Many thanks in advance

 

 

  • Data Integration
Tags (1)
1 ACCEPTED SOLUTION

Accepted Solutions
Seven Stars

Re: tREST and/or tRESTclient - how to loop to retrieve data?

I think I solved it now

 

in place of a "string" I use the global variable like so ((String) globalMap.get("variable_name"))

I can use this in http body and in relative path for tREST and tRESTclient

 

 

5 REPLIES
Employee

Re: tREST and/or tRESTclient - how to loop to retrieve data?

The tREST component will be calling a service.  How long will it take to download 1 GB of JSON?  What will be the payload per request?  Remember that a webservice is just like a webpage, there is a timeout setting.  If your payload is too big, and it takes too long to download the data for 1 request, the service may time out.

Also, would you be running 1 instance of this logic or multiple instances of this logic on multiple servers to parallelise?  

 

Talend Big Data (paid version) has ElasticSearch components. That may simplify your need.  You can try the Big Data Sandbox, get a trial license, and test it out. 

 

Seven Stars

Re: tREST and/or tRESTclient - how to loop to retrieve data?

many thanks for the reply!
I probably did not supply enough information, my apologies.

1 GB of data per hour is the total, not in a single tREST call.
After tRESTclient call to get scroll_id this is passed to tREST http body to make the loop of calls.
So the tREST call will loop perhaps 50-100 times retrieving the next chunk of data per each call, say ~20 MB per call * 50-100 times = 1-2 GB total inside each hour.
Currently there is a Groovy program which does this job running in a single instance, not parallel.
We are replacing Groovy (and adding some more functionality) with either Talend DI or pure Java.
Based on Groovy performance with Elastic Search I figure that I probably will not need to run multiple/parallel tasks in Java or Talend.
I hope this provides enough information for you to give me further guidance.
Many thanks again!
Employee

Re: tREST and/or tRESTclient - how to loop to retrieve data?

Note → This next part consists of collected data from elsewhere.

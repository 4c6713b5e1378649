//! Client configuration.

use std::time::Duration;

/// Default URL of the Wikimedia EventStreams service, sans any stream
/// endpoints.
pub const DEFAULT_URL: &str = "https://stream.wikimedia.org/v2/stream";

/// Configuration for an [`EventStreamsClient`](crate::EventStreamsClient).
///
/// # Examples
///
/// ```
/// use eventstreams::ClientConfig;
/// use std::time::Duration;
///
/// let config = ClientConfig {
///     retries: 5,
///     backoff_min: Duration::from_millis(250),
///     ..Default::default()
/// };
/// ```
#[derive(Debug, Clone)]
pub struct ClientConfig {
    /// Base URL of the EventStreams service, without a stream endpoint.
    pub base_url: String,

    /// Reconnect attempts tolerated within one `reset_interval` before the
    /// session gives up and returns the last transport error.
    pub retries: u32,

    /// A connection that stays up at least this long resets the retry
    /// budget when it eventually drops.
    ///
    /// The upstream traffic layer disconnects streaming clients on a fixed
    /// ~15 minute keepalive period; those disconnects must not consume the
    /// budget or a healthy session would die after `retries` of them.
    pub reset_interval: Duration,

    /// First backoff delay; doubles on each consecutive failure.
    pub backoff_min: Duration,

    /// Upper bound on the backoff delay.
    pub backoff_max: Duration,

    /// SSE event name to deliver, or `None` for every event type.
    ///
    /// The service tags its payloads `message`; leave the default unless a
    /// stream is known to use other tags.
    pub event_name: Option<String>,
}

impl Default for ClientConfig {
    fn default() -> Self {
        ClientConfig {
            base_url: DEFAULT_URL.to_owned(),
            retries: 3,
            reset_interval: Duration::from_secs(600),
            backoff_min: Duration::from_millis(100),
            backoff_max: Duration::from_secs(10),
            event_name: Some("message".to_owned()),
        }
    }
}

#[cfg(test)]
mod tests {
    use super::*;

    #[test]
    fn test_defaults() {
        let config = ClientConfig::default();
        assert_eq!(config.base_url, DEFAULT_URL);
        assert_eq!(config.retries, 3);
        assert_eq!(config.reset_interval, Duration::from_secs(600));
        assert_eq!(config.event_name.as_deref(), Some("message"));
    }
}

If you have Groovy doing the same logic, I am sure you can reproduce the same in Java.  However, there is no ElasticSearch component in the open source version.  You may end up writing some code.  And you will need to test it to figure out whether Java perform the same as Groovy.  That is the comparison, since Talend just generates Java code.

 

Seven Stars

Re: tREST and/or tRESTclient - how to loop to retrieve data?

thanks,

(1) Can I use tREST in a loop in a Talend DI job and to pass at run-time the value for its HTTP Body (as done in Basic Settings UI, statically) ? The value of scroll_id will need to be deposited at run-time to HTTP Body.
Which Talend document will tell me how?

(2) Can I pass to tRESTclient the value as seen in the "Relative Path" (in Basic Settings UI) - at run-time ? Once again, this must be done dynamically, i.e. using some sort of a 'variable' to set the value of Relative Path. Which Talend document will tell me how?

I am willing to write some Java helper code to be called inside Talend DI to do this assuming I will save effort overall compared to writing everything in Java myself.

thanks!
Seven Stars

Re: tREST and/or tRESTclient - how to loop to retrieve data?

I think I solved it now

 

in place of a "string" I use the global variable like so ((String) globalMap.get("variable_name"))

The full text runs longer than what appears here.